Alpha-Beta (α-β) alloys: These alloys feature both α and β phases and contain both α and β stabilizers. The simplest and most popular alloy in this group is Ti6Al4V, which is primarily used in the aerospace industry. Alloys in this category are easily formable and exhibit high room-temperature strength and moderate high-temperature strength.

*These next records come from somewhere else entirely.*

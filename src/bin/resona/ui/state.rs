//! Shared state types for UI communication
//!
//! Designed for real-time safety: the parameter table is built once before
//! the stream starts, and everything crossing the ring buffers is `Copy`.

use resona_dsp::dsp::ControlGroup;
use resona_dsp::elastika::controls as elastika;
use resona_dsp::tube::controls::{self as tube, TubeControl};

/// Which resonator the demo drives
#[derive(Clone, Copy, Debug, PartialEq, Eq)]
pub enum EngineKind {
    Elastika,
    Tube,
}

impl EngineKind {
    /// Parse the first command line argument
    pub fn from_arg(arg: Option<&str>) -> Option<Self> {
        match arg.map(str::to_ascii_lowercase).as_deref() {
            None | Some("elastika") => Some(EngineKind::Elastika),
            Some("tube") | Some("tubeunit") => Some(EngineKind::Tube),
            _ => None,
        }
    }

    pub fn title(self) -> &'static str {
        match self {
            EngineKind::Elastika => "Elastika",
            EngineKind::Tube => "Tube Unit",
        }
    }

    /// Control groups shown in the parameter list, in display order.
    ///
    /// The index into this list is what `ControlMessage::SetParam` carries.
    pub fn params(self) -> Vec<ControlGroup> {
        match self {
            EngineKind::Elastika => {
                let mut params = elastika::SLIDERS.to_vec();
                params.push(elastika::DRIVE);
                params.push(elastika::LEVEL);
                params
            }
            EngineKind::Tube => {
                let mut params: Vec<ControlGroup> =
                    TubeControl::ALL.iter().map(|c| c.group()).collect();
                params.push(tube::LEVEL);
                params
            }
        }
    }
}

/// Commands sent from UI thread to audio thread
#[derive(Clone, Copy, Debug)]
pub enum ControlMessage {
    /// Set parameter `index` (into `EngineKind::params`) to a slider value
    SetParam { index: usize, value: f32 },
    /// Flip the power switch
    TogglePower,
    /// Flip the output limiter
    ToggleAgc,
    /// Return the resonator to rest
    Quiet,
}

/// Dynamic state update sent from audio thread (allocation-free, Copy)
#[derive(Clone, Copy, Debug)]
pub struct StatusUpdate {
    /// Requested power state
    pub power_on: bool,
    /// False once the power-off fade has finished
    pub running: bool,
    pub agc_enabled: bool,
    /// Limiter compression in dB
    pub agc_distortion: f32,
    /// Non-finite recoveries since start
    pub recoveries: u64,
    /// Peak output level since the previous update
    pub peak: f32,
}

impl StatusUpdate {
    pub fn new() -> Self {
        Self {
            power_on: true,
            running: true,
            agc_enabled: true,
            agc_distortion: 0.0,
            recoveries: 0,
            peak: 0.0,
        }
    }
}

/// Parameter list as seen by the UI
pub struct ParamList {
    pub groups: Vec<ControlGroup>,
    pub values: Vec<f32>,
    pub selected: usize,
}

/// Fraction of a parameter's range moved by one key press
const ADJUST_STEPS: f32 = 50.0;

impl ParamList {
    pub fn new(groups: Vec<ControlGroup>) -> Self {
        let values = groups.iter().map(|g| g.default).collect();
        Self {
            groups,
            values,
            selected: 0,
        }
    }

    pub fn select_next(&mut self) {
        if !self.groups.is_empty() {
            self.selected = (self.selected + 1) % self.groups.len();
        }
    }

    pub fn select_prev(&mut self) {
        if !self.groups.is_empty() {
            self.selected = (self.selected + self.groups.len() - 1) % self.groups.len();
        }
    }

    /// Move the selected parameter by `steps` key presses and return the
    /// message to send, if any.
    pub fn adjust(&mut self, steps: f32) -> Option<ControlMessage> {
        let group = self.groups.get(self.selected)?;
        let step = (group.max - group.min) / ADJUST_STEPS;
        let value = (self.values[self.selected] + steps * step).clamp(group.min, group.max);
        self.values[self.selected] = value;
        Some(ControlMessage::SetParam {
            index: self.selected,
            value,
        })
    }

    /// Put the selected parameter back to its default.
    pub fn reset_selected(&mut self) -> Option<ControlMessage> {
        let group = self.groups.get(self.selected)?;
        self.values[self.selected] = group.default;
        Some(ControlMessage::SetParam {
            index: self.selected,
            value: group.default,
        })
    }
}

The properties of these alloys can be altered through heat treatment.
Characteristics of titanium and titanium alloys
Pure: Ti98.8, Ti99.9
Alloyed: Ti5Al2.5Sn, Ti6Al4V, Ti4Al2Sn4Zr2Mo, Ti3Al8V6Cr4Mo4Zr, Ti10V2Fe 3Al, Ti13V11Cr3Al, Ti5Al5Mo5V3Cr
The following are the material characteristics:
Relatively poor tool life, even at low cutting speeds
High chemical reactivity causes chips to gall and weld to cutting edges
Low thermal conductivity increases cutting temperatures
Usually produces abrasive, tough, and stringy chips
Take precautionary measures when machining a reactive (combustable) metal
Low elastic modulus easily causes deflection of workpiece
Easy work hardening.
The importance of the correct use of coolant
The importance of the correct use of coolants includes achieving the lowest coefficient of friction. A low coefficient of friction is developed by using proper coolant delivery. This results in lower temperature so that the workpiece does not get soft and its tool life is extended. Under pressure and direction, the coolant knocks chips off the cutting edges and provides anti-corrosive benefits for machine tool and work. There is a high correlation between the amount of coolant delivered and the metal removal rate.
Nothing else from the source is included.